Non oggi, ma fra una decina d’anni sì. Per i miei studenti, tutti ventenni, l’oggetto libro è alieno. Completamente alieno. E se glieli assegni da leggere, è un problema.

ⓢ Figuriamoci i giornali…
Eh, sì. La comunicazione dello smartphone è una comunicazione compulsiva. Tre, quattro secondi al massimo su ogni immagine che vedi. Scrollare ti rende incapace di soffermarti, sei abituato a questo bombardamento di immagini, visioni e testi.
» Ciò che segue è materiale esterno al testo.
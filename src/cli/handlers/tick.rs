//! Tick command handler
//!
//! Runs one tick against the configured store, for crontab-driven deployments
//! that do not keep the server running.

use super::{connect_services, print_json};
use crate::config::settings::Settings;
use crate::error::AppResult;

pub struct TickCommandHandler {
    config: Settings,
}

impl TickCommandHandler {
    pub fn new(config: Settings) -> Self {
        Self { config }
    }

    /// Processes due schedules and prints the report as JSON.
    pub async fn execute(&self, limit: Option<i64>) -> AppResult<()> {
        let services = connect_services(&self.config).await?;
        let report = services.publishing.tick(limit).await?;

        tracing::info!(
            found = report.found,
            processed = report.processed,
            failed = report.failed,
            "Tick finished"
        );
        print_json(&report)
    }
}

#[cfg(test)]
mod tests {
    use super::*;
    use crate::config::StoreBackend;

    #[tokio::test]
    async fn test_tick_on_empty_memory_store() {
        let mut config = Settings::default();
        config.database.backend = StoreBackend::Memory;

        let result = TickCommandHandler::new(config).execute(Some(5)).await;
        assert!(result.is_ok());
    }

    #[tokio::test]
    async fn test_tick_requires_database_url() {
        let result = TickCommandHandler::new(Settings::default()).execute(None).await;
        assert!(result.is_err());
    }
}
use std::collections::BTreeMap;

use chrono::{DateTime, Utc};
use serde::Serialize;
use utoipa::ToSchema;
use uuid::Uuid;

use super::SchedulingService;
use crate::error::AppResult;
use crate::models::{ContentStatus, PostDraft, SchedulingSlot};
use crate::repositories::PairClaim;

#[derive(Debug, Clone, Copy, PartialEq, Eq, Serialize, ToSchema)]
#[serde(rename_all = "snake_case")]
pub enum AssignOutcome {
    Scheduled,
    SlotTaken,
    SlotConsumed,
    ContentTaken,
    Error,
}

/// Why an assignment run produced nothing.
#[derive(Debug, Clone, Copy, PartialEq, Eq, Serialize, ToSchema)]
#[serde(rename_all = "snake_case")]
pub enum AssignReason {
    NoSlotsGenerated,
    NoSlotsAvailable,
    NoPostdrafts,
    NoMatchingPlatform,
}

impl AssignReason {
    pub fn hint(self) -> &'static str {
        match self {
            AssignReason::NoSlotsGenerated => {
                "No slots exist for this workspace. Configure a scheduling policy and generate slots first."
            }
            AssignReason::NoSlotsAvailable => {
                "Every future slot is already assigned. Generate slots for a later date range."
            }
            AssignReason::NoPostdrafts => {
                "The content pool has no GENERATED post drafts. Add content before assigning."
            }
            AssignReason::NoMatchingPlatform => {
                "Open slots and pooled content exist but share no platform."
            }
        }
    }
}

#[derive(Debug, Clone, Serialize, ToSchema)]
pub struct AssignResult {
    pub slot_id: Uuid,
    pub post_draft_id: Uuid,
    pub platform: String,
    pub scheduled_at: DateTime<Utc>,
    pub outcome: AssignOutcome,
    #[serde(skip_serializing_if = "Option::is_none")]
    pub schedule_id: Option<Uuid>,
    #[serde(skip_serializing_if = "Option::is_none")]
    pub error: Option<String>,
}

#[derive(Debug, Clone, Default, Serialize, ToSchema)]
pub struct AssignDiagnostics {
    pub total_slots: i64,
    pub open_slots: usize,
    pub available_post_drafts: usize,
    pub pairs_attempted: usize,
    pub conflicts: usize,
}

#[derive(Debug, Clone, Serialize, ToSchema)]
pub struct AssignReport {
    pub assigned: usize,
    pub results: Vec<AssignResult>,
    pub diagnostics: AssignDiagnostics,
    #[serde(skip_serializing_if = "Option::is_none")]
    pub reason: Option<AssignReason>,
    #[serde(skip_serializing_if = "Option::is_none")]
    pub hint: Option<String>,
}

impl SchedulingService {
    /// Pairs open future slots with GENERATED content of the same platform,
    /// oldest first on both sides.
    ///
    /// A lost race on one pair is recorded and skipped; it never aborts the
    /// run or leaves a half-applied pair behind.
    pub async fn assign(
        &self,
        workspace_id: Uuid,
        platform: Option<&str>,
        limit: Option<i64>,
    ) -> AppResult<AssignReport> {
        self.workspace(workspace_id).await?;
        let limit = self.config.assign_limit(limit);
        let platform = platform.map(str::trim).filter(|p| !p.is_empty());

        let slots = self
            .store
            .list_open_slots(workspace_id, platform, Utc::now(), limit)
            .await?;
        let drafts = if slots.is_empty() {
            Vec::new()
        } else {
            self.store
                .list_post_drafts(
                    workspace_id,
                    Some(ContentStatus::Generated),
                    platform,
                    slots.len() as i64,
                )
                .await?
        };

        let mut diagnostics = AssignDiagnostics {
            open_slots: slots.len(),
            available_post_drafts: drafts.len(),
            ..Default::default()
        };

        let pairs = pair_by_platform(slots, drafts);
        diagnostics.pairs_attempted = pairs.len();

        let mut results = Vec::with_capacity(pairs.len());
        for (slot, draft) in pairs {
            let result = self.claim(slot, draft).await;
            if matches!(
                result.outcome,
                AssignOutcome::SlotTaken | AssignOutcome::SlotConsumed | AssignOutcome::ContentTaken
            ) {
                diagnostics.conflicts += 1;
            }
            results.push(result);
        }

        let assigned = results
            .iter()
            .filter(|r| r.outcome == AssignOutcome::Scheduled)
            .count();

        let reason = if assigned == 0 {
            diagnostics.total_slots = self.store.count_slots(workspace_id, platform).await?;
            Some(explain(&diagnostics))
        } else {
            None
        };

        tracing::info!(
            workspace_id = %workspace_id,
            assigned = assigned,
            pairs = diagnostics.pairs_attempted,
            conflicts = diagnostics.conflicts,
            reason = ?reason,
            "Assignment run finished"
        );

        Ok(AssignReport {
            assigned,
            results,
            diagnostics,
            reason,
            hint: reason.map(|r| r.hint().to_string()),
        })
    }

    async fn claim(&self, slot: SchedulingSlot, draft: PostDraft) -> AssignResult {
        let mut result = AssignResult {
            slot_id: slot.id,
            post_draft_id: draft.id,
            platform: slot.platform.clone(),
            scheduled_at: slot.scheduled_at,
            outcome: AssignOutcome::Error,
            schedule_id: None,
            error: None,
        };

        match self.store.claim_pair(&slot, draft.id).await {
            Ok(PairClaim::Scheduled(schedule)) => {
                result.outcome = AssignOutcome::Scheduled;
                result.schedule_id = Some(schedule.id);
            }
            Ok(PairClaim::SlotTaken) => result.outcome = AssignOutcome::SlotTaken,
            Ok(PairClaim::SlotConsumed) => result.outcome = AssignOutcome::SlotConsumed,
            Ok(PairClaim::ContentTaken) => result.outcome = AssignOutcome::ContentTaken,
            Err(e) => {
                tracing::warn!(
                    slot_id = %slot.id,
                    post_draft_id = %draft.id,
                    error = %e,
                    "Failed to claim slot for content"
                );
                result.error = Some(e.to_string());
            }
        }
        result
    }
}

/// Groups both sides by platform and zips each group index by index.
fn pair_by_platform(
    slots: Vec<SchedulingSlot>,
    drafts: Vec<PostDraft>,
) -> Vec<(SchedulingSlot, PostDraft)> {
    let mut by_platform: BTreeMap<String, (Vec<SchedulingSlot>, Vec<PostDraft>)> =
        BTreeMap::new();
    for slot in slots {
        by_platform
            .entry(slot.platform.clone())
            .or_default()
            .0
            .push(slot);
    }
    for draft in drafts {
        by_platform
            .entry(draft.platform.clone())
            .or_default()
            .1
            .push(draft);
    }

    let mut pairs: Vec<(SchedulingSlot, PostDraft)> = by_platform
        .into_values()
        .flat_map(|(slots, drafts)| slots.into_iter().zip(drafts))
        .collect();
    pairs.sort_by_key(|(slot, _)| slot.scheduled_at);
    pairs
}

fn explain(diagnostics: &AssignDiagnostics) -> AssignReason {
    if diagnostics.total_slots == 0 {
        AssignReason::NoSlotsGenerated
    } else if diagnostics.open_slots == 0 {
        AssignReason::NoSlotsAvailable
    } else if diagnostics.available_post_drafts == 0 {
        AssignReason::NoPostdrafts
    } else if diagnostics.pairs_attempted == 0 {
        AssignReason::NoMatchingPlatform
    } else {
        AssignReason::NoSlotsAvailable
    }
}
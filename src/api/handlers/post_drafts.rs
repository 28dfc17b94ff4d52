//! Content pool handlers.

use crate::api::doc::CONTENT_TAG;
use crate::api::dto::{CreatePostDraftRequest, ListPostDraftsQuery, PostDraftResponse};
use crate::error::AppResult;
use crate::state::AppState;
use crate::utils::validate::{ValidatedJson, ValidatedQuery};
use axum::{Json, extract::State, http::StatusCode};
use utoipa_axum::router::OpenApiRouter;
use utoipa_axum::routes;

const DEFAULT_LIST_LIMIT: i64 = 100;

pub fn post_draft_routes() -> OpenApiRouter<AppState> {
    OpenApiRouter::new().routes(routes!(list_post_drafts, create_post_draft))
}

/// POST /api/post-drafts - Add an item to the content pool
#[utoipa::path(
    post,
    path = "/",
    tag = CONTENT_TAG,
    request_body = CreatePostDraftRequest,
    responses(
        (status = 201, description = "Content item created", body = PostDraftResponse),
        (status = 400, description = "Invalid request"),
        (status = 404, description = "Workspace not found")
    )
)]
async fn create_post_draft(
    State(state): State<AppState>,
    ValidatedJson(req): ValidatedJson<CreatePostDraftRequest>,
) -> AppResult<(StatusCode, Json<PostDraftResponse>)> {
    let draft = state
        .services
        .content
        .create_post_draft(req.workspace_id, &req.platform, &req.body, req.thread_replies)
        .await?;
    Ok((StatusCode::CREATED, Json(PostDraftResponse::from(draft))))
}

/// GET /api/post-drafts - List content pool items, oldest first
#[utoipa::path(
    get,
    path = "/",
    tag = CONTENT_TAG,
    params(ListPostDraftsQuery),
    responses(
        (status = 200, description = "Content items", body = Vec<PostDraftResponse>)
    )
)]
async fn list_post_drafts(
    State(state): State<AppState>,
    ValidatedQuery(query): ValidatedQuery<ListPostDraftsQuery>,
) -> AppResult<Json<Vec<PostDraftResponse>>> {
    let drafts = state
        .services
        .content
        .list_post_drafts(
            query.workspace_id,
            query.status,
            query.platform.as_deref(),
            query.limit.unwrap_or(DEFAULT_LIST_LIMIT),
        )
        .await?;
    Ok(Json(drafts.into_iter().map(PostDraftResponse::from).collect()))
}
//! Schedule DTOs.

use chrono::{DateTime, Utc};
use serde::{Deserialize, Serialize};
use utoipa::{IntoParams, ToSchema};
use uuid::Uuid;
use validator::Validate;

use crate::models::{PublishedPost, Schedule, ScheduleStatus};

#[derive(Debug, Deserialize, IntoParams, Validate)]
pub struct ListSchedulesQuery {
    pub workspace_id: Option<Uuid>,
    pub status: Option<ScheduleStatus>,
    #[validate(range(min = 1, max = 500, message = "Limit must be between 1 and 500"))]
    #[param(minimum = 1, maximum = 500, example = 100)]
    pub limit: Option<i64>,
}

#[derive(Debug, Deserialize, IntoParams, Validate)]
pub struct CleanupQuery {
    /// Restrict the cleanup to one workspace
    pub workspace_id: Option<Uuid>,
}

#[derive(Debug, Serialize, ToSchema)]
pub struct CleanupResponse {
    #[schema(example = 3)]
    pub deleted: u64,
}

#[derive(Debug, Serialize, ToSchema)]
pub struct ScheduleResponse {
    pub id: Uuid,
    pub workspace_id: Uuid,
    pub platform: String,
    pub scheduled_at: DateTime<Utc>,
    pub status: ScheduleStatus,
    pub is_confirmed: bool,
    pub error_text: Option<String>,
    pub slot_id: Option<Uuid>,
    pub draft_id: Option<Uuid>,
    pub post_draft_id: Option<Uuid>,
    pub attempt_count: i32,
    pub created_at: DateTime<Utc>,
    pub updated_at: DateTime<Utc>,
    #[serde(skip_serializing_if = "Option::is_none")]
    pub published: Option<PublishedPost>,
}

impl From<(Schedule, Option<PublishedPost>)> for ScheduleResponse {
    fn from((schedule, published): (Schedule, Option<PublishedPost>)) -> Self {
        Self {
            id: schedule.id,
            workspace_id: schedule.workspace_id,
            platform: schedule.platform,
            scheduled_at: schedule.scheduled_at,
            status: schedule.status,
            is_confirmed: schedule.is_confirmed,
            error_text: schedule.error_text,
            slot_id: schedule.slot_id,
            draft_id: schedule.draft_id,
            post_draft_id: schedule.post_draft_id,
            attempt_count: schedule.attempt_count,
            created_at: schedule.created_at,
            updated_at: schedule.updated_at,
            published,
        }
    }
}

impl From<Schedule> for ScheduleResponse {
    fn from(schedule: Schedule) -> Self {
        Self::from((schedule, None))
    }
}
//! CLI module for slotcast
//!
//! This module provides command-line interface functionality including:
//! - Argument parsing with clap
//! - Configuration merging (CLI args + config files)
//! - Command execution and validation

pub mod config_merger;
pub mod executor;
pub mod handlers;
pub mod parser;
pub mod validation;

pub use config_merger::ConfigurationMerger;
pub use executor::{CommandOutcome, execute_command};
pub use parser::{Cli, Commands, Environment, LogLevel, SlotsAction};

use anyhow::Context;

use crate::config::settings::Settings;
use crate::logger::init_logger;

/// Loads configuration files and applies CLI overrides.
///
/// # Errors
/// Returns error if configuration loading, merging, or validation fails
pub fn load_and_merge_config(cli: &Cli) -> anyhow::Result<Settings> {
    let merger = ConfigurationMerger::from_cli(cli).context("Configuration error")?;
    merger
        .merge_cli_args(cli)
        .context("Configuration merge error")
}

/// Installs the global subscriber described by `settings.logger`.
///
/// # Errors
/// Returns error if the logger settings are invalid or a subscriber is
/// already installed
pub fn init_logger_from_settings(settings: &Settings) -> anyhow::Result<()> {
    let logger_config = settings
        .logger
        .clone()
        .into_logger_config()
        .context("Logger configuration error")?;
    init_logger(logger_config).context("Logger initialization error")
}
Entrare dentro a una forma romanzo poi ti sembra troppo complesso.

ⓢ Infatti i libri lunghi spaventano. Tu ci pensi, quando scrivi? I tuoi romanzi sono brevi per scelta, per venire incontro al generale abbassamento della soglia d’attenzione?
No, no, mi piace questa lunghezza qui perché mi piacciono le cose in tre giorni, in due giorni, mi piacciono questi viaggi brevi del protagonista. E tutti danzarono è quasi una favola, non ci sono flashback, è lui che va avanti dritto. Mi piace questa formula qua perché come struttura narrativa è molto più gestibile, e secondo me anche più empatica nei confronti del lettore.

ⓢ Com’è la tua routine di scrittura?
Io scrivo al mattino.

ⓢ Presto?
No, presto no. Scrivo molto bene dalle nove alle undici, mi piace scrivere di mattina. Talvolta la sera rivedo, ma non scrivo. La sera, anche quando scrivo, sono enfatico, e non va bene. Siccome ho una prosa molto asciutta, molto ritmata e credo molto pulita, non mi piace l’enfasi. Io lavoro a togliere, non ad aggiungere, quindi l’enfasi è mia nemica.

ⓢ Nel protagonista di E tutti danzarono secondo me c’è un po’ di Tony Pagoda, un po’ di Lazzaro Santandrea. Ti ispiri a qualche scrittore?
No, credo di avere uno stile definito. Se devo citare una persona voglio nominare Valerio Evangelisti. Eravamo molto amici. Nonostante scrivesse cose di tutt’altro genere mi rivedo nel suo rapporto con il magico, che non si risolve e non si spiega mai. Lui aveva questa capacità di passare dal realismo al magico, e poi come me aveva una formazione storica, era un professore di storia.

ⓢ E tutti danzarono sarebbe un film molto bello.
Sì, ma servirebbero quaranta milioni per girarlo.

ⓢ In effetti affittare il Parco Sempione non dev’essere economico, e neanche assoldare migliaia di comparse.
I film italiani che hanno provato a fare questo genere di cose li riconosci: camera chiusa, vedi dieci pirla. Io ne devo vedere diecimila. Nel film di Cuaron, Roma, c’è una scena, scontri di piazza, loro scappano in questo grande magazzino, a un certo punto uno apre la finestra e vede diecimila persone in piazza. Quella roba lì è l’epica. Però se la fai con tre cristiani, come facciamo di solito in Italia, non è epica. Sai cosa fece Jackson nel Signore degli Anelli? Assalto al fosso di Helm, quindi orchi a go go. Aveva cinquecento comparse, non gli bastavano, chiamò l’esercito neozelandese e si fece mandare mille soldati, li bardò con abiti di scena. Infatti se lo rivedi adesso, e ha vent’anni quel film, ha una potenza visionaria pazzesca. Sarebbe bello girare un film tratto da E tutti danzarono, ma non credo sarebbe possibile raccogliere il budget sufficiente.